## Exercise goal
Check every line of the data below for the string "FromStr", and copy the ones that hold it.
___ Material for this exercise ___
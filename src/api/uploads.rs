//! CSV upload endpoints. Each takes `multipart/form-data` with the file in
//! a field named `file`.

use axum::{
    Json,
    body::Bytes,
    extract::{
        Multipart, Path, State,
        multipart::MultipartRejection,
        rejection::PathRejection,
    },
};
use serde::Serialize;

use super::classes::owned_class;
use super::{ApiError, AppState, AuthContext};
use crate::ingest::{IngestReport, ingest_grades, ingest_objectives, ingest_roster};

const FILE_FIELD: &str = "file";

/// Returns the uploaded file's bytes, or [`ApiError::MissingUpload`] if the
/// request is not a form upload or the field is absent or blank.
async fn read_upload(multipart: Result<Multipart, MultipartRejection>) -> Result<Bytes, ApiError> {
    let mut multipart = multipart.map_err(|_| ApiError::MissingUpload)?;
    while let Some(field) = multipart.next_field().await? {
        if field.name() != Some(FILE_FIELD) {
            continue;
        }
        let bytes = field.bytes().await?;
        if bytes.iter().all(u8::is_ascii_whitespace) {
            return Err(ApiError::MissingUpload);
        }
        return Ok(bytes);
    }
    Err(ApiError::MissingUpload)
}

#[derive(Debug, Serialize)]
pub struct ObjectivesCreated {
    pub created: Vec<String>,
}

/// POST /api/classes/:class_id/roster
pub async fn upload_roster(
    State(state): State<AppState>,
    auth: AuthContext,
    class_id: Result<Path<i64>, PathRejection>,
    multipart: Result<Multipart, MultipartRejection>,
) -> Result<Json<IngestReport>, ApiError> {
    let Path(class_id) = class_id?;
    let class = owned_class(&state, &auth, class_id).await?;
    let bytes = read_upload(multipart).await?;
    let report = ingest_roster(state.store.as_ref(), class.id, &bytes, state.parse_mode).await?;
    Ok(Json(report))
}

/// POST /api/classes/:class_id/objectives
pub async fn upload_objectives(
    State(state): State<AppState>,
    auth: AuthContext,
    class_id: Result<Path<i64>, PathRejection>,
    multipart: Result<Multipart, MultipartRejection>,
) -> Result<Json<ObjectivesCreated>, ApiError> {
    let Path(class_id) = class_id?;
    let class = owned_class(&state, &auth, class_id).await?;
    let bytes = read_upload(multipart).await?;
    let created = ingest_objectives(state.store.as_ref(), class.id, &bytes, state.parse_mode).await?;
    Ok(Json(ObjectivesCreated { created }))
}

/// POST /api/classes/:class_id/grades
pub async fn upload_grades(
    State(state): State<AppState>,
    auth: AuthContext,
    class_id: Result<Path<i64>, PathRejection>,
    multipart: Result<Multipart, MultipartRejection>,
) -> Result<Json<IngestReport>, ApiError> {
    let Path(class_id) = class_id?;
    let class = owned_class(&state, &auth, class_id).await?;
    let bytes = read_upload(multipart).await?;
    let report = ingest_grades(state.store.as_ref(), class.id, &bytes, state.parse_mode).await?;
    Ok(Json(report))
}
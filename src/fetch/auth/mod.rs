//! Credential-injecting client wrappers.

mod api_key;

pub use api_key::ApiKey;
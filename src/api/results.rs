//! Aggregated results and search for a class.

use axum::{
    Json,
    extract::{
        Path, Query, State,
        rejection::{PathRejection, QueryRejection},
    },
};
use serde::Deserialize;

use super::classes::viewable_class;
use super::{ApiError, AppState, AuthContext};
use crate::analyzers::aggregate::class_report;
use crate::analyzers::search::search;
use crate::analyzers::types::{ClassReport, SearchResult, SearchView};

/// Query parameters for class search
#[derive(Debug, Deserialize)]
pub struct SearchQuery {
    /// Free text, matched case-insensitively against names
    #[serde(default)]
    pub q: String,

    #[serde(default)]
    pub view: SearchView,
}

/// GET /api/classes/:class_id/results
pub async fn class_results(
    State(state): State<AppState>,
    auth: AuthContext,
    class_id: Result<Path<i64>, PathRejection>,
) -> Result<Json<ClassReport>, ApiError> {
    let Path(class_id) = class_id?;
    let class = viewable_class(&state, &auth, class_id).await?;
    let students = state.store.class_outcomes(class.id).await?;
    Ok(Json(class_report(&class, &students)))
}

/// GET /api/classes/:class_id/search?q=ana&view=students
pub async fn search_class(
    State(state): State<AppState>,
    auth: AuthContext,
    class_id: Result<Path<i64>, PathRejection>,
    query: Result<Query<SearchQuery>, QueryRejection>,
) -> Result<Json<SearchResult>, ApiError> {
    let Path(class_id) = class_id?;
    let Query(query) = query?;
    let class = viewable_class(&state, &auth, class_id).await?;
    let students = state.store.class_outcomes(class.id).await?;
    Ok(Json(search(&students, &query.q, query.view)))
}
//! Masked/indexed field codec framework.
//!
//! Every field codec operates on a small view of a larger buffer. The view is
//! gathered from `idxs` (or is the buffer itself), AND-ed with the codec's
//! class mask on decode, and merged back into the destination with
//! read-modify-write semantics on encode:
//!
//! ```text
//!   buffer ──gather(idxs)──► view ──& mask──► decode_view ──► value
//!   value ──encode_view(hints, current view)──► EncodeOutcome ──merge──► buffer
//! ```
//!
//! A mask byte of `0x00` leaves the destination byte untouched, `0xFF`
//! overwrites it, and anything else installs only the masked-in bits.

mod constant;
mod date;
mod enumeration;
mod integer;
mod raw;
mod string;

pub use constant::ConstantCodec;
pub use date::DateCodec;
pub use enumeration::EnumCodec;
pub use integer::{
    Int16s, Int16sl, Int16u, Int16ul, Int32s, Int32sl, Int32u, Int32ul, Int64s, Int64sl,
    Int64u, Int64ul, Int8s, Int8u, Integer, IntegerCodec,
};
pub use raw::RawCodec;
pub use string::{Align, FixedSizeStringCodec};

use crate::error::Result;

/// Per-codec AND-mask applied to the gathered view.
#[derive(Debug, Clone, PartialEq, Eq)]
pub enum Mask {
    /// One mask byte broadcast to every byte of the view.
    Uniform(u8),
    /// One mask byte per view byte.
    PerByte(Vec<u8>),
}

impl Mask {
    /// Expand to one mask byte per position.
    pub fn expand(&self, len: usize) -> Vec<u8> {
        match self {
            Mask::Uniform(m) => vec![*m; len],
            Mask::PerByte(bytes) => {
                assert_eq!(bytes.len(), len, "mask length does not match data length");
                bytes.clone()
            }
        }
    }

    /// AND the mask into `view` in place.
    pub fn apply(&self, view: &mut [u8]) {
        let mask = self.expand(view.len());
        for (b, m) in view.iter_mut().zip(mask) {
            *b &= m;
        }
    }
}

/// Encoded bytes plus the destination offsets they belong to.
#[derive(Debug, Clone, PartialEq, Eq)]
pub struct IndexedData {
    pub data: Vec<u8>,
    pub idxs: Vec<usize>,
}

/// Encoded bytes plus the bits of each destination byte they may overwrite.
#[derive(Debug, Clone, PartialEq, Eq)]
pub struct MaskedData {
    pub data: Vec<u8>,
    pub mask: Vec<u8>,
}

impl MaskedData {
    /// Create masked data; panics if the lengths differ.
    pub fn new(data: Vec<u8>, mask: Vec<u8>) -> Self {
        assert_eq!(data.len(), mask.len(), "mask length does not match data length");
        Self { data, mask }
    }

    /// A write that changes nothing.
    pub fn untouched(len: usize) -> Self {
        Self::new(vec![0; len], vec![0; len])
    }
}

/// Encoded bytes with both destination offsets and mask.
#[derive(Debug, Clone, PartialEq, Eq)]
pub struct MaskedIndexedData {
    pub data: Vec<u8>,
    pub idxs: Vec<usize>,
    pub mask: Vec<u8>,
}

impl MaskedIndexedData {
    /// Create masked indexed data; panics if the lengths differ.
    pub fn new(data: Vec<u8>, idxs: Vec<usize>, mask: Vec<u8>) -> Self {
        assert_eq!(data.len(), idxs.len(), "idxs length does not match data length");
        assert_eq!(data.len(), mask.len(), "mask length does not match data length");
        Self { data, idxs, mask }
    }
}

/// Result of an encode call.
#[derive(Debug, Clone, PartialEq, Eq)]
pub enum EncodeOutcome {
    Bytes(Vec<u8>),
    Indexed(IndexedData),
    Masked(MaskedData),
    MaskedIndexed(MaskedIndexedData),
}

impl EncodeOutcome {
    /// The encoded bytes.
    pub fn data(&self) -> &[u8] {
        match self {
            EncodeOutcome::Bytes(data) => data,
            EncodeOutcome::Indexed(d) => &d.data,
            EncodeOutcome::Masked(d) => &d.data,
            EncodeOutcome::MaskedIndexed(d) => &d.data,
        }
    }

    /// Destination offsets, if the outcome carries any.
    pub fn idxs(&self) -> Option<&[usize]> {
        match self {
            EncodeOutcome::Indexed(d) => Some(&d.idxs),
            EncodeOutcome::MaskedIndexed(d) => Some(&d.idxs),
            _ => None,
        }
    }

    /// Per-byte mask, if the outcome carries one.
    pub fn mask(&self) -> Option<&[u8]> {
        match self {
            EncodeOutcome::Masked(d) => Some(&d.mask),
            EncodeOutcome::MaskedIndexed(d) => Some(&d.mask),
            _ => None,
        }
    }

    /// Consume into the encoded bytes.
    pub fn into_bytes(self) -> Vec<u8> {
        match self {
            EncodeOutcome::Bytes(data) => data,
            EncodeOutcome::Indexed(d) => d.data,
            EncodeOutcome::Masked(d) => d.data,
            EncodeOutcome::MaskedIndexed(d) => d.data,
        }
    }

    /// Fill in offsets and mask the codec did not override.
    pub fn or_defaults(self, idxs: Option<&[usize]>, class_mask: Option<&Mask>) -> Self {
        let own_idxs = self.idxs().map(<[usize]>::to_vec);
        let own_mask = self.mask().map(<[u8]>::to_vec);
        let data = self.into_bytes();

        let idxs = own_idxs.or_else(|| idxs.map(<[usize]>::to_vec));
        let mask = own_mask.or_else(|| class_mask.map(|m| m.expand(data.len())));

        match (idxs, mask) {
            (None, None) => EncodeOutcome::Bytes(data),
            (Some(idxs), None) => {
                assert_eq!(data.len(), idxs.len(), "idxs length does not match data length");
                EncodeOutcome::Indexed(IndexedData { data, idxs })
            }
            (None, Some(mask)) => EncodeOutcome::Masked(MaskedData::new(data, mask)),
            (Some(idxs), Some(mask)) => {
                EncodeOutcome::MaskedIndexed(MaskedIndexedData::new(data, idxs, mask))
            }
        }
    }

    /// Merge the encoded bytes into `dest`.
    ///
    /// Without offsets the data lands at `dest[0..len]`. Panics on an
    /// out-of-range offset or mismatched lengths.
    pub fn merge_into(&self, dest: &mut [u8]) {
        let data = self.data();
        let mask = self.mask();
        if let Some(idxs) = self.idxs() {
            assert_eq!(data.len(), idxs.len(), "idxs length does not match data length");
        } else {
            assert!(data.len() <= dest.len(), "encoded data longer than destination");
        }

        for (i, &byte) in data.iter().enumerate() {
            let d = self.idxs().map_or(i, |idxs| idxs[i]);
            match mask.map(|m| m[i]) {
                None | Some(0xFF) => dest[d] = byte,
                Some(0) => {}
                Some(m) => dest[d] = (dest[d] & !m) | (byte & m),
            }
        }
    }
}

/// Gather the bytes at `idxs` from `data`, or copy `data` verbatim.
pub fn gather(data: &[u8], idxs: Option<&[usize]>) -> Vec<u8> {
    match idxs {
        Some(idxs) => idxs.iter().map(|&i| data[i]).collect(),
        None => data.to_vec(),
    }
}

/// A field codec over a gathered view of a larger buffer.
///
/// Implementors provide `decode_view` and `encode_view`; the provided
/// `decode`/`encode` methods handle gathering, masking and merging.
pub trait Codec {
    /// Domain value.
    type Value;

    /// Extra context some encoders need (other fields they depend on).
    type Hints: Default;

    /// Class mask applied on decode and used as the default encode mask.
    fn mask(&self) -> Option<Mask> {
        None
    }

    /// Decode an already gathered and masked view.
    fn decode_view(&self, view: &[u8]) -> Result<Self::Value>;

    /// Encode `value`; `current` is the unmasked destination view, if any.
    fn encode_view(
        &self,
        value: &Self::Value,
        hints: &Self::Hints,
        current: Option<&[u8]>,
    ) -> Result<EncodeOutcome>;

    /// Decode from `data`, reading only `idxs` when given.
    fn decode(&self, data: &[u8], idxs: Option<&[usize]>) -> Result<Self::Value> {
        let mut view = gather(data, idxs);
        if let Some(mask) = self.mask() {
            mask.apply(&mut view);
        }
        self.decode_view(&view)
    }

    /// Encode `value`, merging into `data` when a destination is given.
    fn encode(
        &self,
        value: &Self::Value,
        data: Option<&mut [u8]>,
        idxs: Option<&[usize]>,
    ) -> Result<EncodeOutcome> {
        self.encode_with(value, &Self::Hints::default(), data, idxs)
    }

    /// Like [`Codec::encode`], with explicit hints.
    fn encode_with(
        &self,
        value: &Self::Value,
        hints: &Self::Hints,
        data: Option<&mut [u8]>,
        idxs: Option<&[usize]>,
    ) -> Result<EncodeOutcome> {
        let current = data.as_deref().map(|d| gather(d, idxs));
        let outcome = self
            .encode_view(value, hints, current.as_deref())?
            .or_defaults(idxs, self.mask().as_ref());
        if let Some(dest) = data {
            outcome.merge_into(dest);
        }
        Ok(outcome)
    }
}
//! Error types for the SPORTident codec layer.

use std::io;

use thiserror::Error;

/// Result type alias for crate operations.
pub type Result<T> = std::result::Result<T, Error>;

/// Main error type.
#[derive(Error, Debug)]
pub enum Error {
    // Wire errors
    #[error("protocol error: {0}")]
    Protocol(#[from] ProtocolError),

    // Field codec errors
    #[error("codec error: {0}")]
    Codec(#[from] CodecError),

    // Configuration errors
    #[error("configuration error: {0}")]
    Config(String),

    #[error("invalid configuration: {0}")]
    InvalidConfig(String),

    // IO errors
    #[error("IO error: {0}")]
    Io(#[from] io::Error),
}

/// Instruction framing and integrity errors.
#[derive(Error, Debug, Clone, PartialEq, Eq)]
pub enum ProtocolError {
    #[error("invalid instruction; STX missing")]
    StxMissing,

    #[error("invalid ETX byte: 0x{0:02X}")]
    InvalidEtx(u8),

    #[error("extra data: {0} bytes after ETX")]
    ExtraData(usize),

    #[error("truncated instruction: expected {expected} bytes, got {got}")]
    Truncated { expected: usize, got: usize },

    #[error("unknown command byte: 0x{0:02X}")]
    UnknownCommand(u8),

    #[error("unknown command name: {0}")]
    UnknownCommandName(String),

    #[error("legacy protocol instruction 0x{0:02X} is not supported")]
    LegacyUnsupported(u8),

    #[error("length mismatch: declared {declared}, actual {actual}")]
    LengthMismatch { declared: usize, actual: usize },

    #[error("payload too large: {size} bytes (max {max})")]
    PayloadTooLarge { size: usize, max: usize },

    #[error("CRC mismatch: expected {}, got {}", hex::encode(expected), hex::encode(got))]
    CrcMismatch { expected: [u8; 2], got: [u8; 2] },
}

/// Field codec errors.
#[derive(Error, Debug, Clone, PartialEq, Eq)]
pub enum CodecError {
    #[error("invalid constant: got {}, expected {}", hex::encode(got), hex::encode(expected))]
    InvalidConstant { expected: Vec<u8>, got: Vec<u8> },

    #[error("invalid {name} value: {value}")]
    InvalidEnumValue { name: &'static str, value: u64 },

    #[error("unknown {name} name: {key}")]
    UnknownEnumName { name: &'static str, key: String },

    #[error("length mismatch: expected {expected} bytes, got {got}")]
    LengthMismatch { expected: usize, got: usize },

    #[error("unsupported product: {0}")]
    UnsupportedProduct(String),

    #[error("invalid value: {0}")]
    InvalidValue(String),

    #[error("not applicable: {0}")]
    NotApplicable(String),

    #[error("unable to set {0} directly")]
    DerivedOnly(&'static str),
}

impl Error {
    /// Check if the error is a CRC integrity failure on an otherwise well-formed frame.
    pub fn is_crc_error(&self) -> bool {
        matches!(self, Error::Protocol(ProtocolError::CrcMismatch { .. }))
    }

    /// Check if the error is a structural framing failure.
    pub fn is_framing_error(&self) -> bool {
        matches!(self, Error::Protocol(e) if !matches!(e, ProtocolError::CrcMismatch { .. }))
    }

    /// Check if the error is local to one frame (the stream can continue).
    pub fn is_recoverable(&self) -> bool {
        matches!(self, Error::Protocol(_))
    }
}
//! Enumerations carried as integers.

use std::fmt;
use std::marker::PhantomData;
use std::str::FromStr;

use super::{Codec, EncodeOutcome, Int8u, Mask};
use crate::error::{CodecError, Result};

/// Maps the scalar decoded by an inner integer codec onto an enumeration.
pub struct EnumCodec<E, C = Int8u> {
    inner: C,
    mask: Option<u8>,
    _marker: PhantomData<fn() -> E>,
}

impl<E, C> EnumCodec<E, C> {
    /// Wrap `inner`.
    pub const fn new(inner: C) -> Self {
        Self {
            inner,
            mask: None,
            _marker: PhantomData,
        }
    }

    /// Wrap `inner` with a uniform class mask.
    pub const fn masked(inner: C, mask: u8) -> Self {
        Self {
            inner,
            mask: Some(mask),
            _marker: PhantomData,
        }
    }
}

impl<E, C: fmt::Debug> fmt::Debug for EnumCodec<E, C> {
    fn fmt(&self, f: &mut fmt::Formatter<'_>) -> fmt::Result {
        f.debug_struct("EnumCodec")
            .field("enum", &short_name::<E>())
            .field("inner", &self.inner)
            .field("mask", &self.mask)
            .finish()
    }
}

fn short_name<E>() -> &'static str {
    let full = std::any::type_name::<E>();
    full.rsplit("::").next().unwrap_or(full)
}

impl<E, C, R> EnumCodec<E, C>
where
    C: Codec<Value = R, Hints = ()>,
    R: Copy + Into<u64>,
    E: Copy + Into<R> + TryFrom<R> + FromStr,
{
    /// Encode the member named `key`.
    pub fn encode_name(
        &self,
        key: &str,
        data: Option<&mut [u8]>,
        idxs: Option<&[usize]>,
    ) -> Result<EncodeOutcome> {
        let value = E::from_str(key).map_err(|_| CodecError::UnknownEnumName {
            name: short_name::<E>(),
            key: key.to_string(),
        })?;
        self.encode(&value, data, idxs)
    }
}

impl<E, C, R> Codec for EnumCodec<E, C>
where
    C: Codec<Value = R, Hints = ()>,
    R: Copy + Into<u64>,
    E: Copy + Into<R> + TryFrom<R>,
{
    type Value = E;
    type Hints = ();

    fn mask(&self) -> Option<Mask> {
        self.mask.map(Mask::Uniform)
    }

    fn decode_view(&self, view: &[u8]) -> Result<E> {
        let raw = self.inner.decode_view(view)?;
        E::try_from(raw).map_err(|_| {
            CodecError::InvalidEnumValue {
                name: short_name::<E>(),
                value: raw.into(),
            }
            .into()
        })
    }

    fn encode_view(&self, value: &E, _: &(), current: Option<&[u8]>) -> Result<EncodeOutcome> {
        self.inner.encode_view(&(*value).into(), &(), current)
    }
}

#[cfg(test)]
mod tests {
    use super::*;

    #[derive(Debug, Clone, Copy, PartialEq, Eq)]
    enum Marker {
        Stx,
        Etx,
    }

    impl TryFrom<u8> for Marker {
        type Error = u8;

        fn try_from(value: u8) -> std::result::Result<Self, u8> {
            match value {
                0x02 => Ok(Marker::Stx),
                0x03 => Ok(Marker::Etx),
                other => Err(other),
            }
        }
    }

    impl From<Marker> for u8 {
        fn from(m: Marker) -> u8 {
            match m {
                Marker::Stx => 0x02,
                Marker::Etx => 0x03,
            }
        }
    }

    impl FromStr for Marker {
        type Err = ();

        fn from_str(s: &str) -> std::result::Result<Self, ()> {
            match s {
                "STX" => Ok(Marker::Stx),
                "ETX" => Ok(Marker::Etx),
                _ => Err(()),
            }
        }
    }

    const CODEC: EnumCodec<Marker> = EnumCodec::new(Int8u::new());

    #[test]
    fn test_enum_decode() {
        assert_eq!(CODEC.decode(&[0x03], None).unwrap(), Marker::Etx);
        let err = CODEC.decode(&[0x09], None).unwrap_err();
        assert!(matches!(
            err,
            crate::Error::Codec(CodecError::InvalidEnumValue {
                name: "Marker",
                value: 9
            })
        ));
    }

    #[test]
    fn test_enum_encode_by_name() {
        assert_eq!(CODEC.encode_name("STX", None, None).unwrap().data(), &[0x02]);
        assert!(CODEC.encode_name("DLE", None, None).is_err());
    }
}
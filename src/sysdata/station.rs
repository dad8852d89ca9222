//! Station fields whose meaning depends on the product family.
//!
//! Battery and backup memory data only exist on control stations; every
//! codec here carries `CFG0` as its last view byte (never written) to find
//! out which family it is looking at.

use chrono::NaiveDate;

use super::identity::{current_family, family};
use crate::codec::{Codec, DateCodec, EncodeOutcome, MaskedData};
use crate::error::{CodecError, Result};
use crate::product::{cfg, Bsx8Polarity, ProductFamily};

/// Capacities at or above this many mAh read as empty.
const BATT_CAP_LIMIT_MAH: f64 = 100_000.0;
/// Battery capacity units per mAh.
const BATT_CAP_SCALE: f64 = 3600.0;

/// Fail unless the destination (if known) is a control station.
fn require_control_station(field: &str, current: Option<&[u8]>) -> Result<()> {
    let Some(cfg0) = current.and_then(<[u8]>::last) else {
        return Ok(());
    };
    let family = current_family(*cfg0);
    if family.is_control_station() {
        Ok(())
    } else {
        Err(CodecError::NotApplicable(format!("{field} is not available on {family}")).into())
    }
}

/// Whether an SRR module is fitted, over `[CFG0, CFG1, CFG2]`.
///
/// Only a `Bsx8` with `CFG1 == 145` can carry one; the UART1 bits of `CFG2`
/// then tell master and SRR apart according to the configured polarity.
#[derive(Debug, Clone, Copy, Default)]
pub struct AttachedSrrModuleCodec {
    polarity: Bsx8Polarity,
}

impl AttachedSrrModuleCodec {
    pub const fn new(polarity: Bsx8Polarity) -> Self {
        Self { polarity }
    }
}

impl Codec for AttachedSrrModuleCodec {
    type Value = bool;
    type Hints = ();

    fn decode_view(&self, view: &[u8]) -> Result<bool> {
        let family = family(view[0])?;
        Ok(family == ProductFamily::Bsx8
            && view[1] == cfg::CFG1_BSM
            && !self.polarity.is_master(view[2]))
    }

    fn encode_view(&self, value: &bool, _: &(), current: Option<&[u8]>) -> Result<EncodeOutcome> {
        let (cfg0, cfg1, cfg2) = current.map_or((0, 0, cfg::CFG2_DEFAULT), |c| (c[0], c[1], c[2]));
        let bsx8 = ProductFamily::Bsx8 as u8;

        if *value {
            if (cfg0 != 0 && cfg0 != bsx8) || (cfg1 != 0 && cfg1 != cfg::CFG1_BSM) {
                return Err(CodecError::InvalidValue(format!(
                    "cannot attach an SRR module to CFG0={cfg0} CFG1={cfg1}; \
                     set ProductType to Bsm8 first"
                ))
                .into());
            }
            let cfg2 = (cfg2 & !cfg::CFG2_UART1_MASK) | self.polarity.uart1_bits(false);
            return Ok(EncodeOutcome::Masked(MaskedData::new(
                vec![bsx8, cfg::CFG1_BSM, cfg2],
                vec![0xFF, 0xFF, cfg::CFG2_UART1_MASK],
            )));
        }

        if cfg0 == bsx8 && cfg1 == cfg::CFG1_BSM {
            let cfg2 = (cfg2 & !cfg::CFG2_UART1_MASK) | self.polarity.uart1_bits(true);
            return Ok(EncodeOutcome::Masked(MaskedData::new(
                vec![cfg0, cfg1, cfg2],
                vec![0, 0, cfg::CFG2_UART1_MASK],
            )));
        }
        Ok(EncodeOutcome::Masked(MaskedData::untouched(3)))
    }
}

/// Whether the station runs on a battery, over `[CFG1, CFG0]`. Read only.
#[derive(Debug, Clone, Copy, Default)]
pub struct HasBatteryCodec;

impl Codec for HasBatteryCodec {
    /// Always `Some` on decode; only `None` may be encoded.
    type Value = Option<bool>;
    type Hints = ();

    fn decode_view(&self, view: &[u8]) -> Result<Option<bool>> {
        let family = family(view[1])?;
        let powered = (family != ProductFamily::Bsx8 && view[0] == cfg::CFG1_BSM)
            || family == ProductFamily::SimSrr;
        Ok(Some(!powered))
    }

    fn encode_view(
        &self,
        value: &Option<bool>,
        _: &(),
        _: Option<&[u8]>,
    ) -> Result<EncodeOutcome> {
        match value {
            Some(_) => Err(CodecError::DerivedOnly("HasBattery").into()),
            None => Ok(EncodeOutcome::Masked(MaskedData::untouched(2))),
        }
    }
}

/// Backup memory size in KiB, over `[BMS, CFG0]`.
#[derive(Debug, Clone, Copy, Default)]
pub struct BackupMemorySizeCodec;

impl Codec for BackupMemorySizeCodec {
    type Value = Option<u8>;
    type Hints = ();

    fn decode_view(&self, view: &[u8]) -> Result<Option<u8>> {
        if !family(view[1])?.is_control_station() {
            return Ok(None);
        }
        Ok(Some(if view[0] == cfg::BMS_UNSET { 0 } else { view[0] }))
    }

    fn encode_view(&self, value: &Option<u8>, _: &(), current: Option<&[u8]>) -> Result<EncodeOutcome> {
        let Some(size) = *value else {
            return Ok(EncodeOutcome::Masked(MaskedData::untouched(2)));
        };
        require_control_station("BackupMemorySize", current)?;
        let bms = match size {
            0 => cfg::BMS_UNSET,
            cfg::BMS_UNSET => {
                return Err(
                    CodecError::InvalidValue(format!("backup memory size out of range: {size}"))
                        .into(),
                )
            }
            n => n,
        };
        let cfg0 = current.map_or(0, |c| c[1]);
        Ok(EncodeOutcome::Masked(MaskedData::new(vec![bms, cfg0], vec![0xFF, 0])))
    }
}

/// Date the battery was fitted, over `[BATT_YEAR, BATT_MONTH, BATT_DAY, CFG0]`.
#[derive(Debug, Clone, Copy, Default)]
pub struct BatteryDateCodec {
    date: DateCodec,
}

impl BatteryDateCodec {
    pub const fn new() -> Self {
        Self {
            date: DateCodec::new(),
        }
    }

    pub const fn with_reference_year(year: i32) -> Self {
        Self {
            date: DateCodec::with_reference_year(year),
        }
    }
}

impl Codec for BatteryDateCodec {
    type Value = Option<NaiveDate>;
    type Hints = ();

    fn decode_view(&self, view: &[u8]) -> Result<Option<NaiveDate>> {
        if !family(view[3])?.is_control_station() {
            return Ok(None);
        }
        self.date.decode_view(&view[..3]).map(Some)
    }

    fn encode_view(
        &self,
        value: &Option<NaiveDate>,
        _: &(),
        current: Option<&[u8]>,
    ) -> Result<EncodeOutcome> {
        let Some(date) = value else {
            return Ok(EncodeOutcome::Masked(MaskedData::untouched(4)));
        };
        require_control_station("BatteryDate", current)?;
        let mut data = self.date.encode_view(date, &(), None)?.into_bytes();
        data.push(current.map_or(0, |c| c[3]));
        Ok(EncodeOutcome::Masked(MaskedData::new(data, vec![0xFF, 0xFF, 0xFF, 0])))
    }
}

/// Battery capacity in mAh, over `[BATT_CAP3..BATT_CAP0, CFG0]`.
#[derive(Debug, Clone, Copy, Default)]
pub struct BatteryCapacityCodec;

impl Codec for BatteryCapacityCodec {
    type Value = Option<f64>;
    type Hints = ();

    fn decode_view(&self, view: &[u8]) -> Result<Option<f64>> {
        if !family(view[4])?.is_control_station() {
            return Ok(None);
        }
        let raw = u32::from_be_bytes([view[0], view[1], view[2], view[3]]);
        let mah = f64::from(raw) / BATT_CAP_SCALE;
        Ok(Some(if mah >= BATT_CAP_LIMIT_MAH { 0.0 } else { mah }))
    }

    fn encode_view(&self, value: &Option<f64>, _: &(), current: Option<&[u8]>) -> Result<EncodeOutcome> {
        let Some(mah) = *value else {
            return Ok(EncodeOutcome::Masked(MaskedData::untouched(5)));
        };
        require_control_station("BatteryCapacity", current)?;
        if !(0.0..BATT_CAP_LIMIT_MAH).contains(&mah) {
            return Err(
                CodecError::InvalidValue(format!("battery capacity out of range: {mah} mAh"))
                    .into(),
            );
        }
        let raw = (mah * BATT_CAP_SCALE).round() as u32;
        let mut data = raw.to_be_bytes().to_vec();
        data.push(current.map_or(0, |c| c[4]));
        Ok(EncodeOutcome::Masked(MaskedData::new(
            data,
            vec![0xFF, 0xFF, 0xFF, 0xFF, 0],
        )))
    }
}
___
## Solution for this exercise
use std::str::FromStr;
    E: Copy + Into<R> + TryFrom<R> + FromStr,
    impl FromStr for Marker {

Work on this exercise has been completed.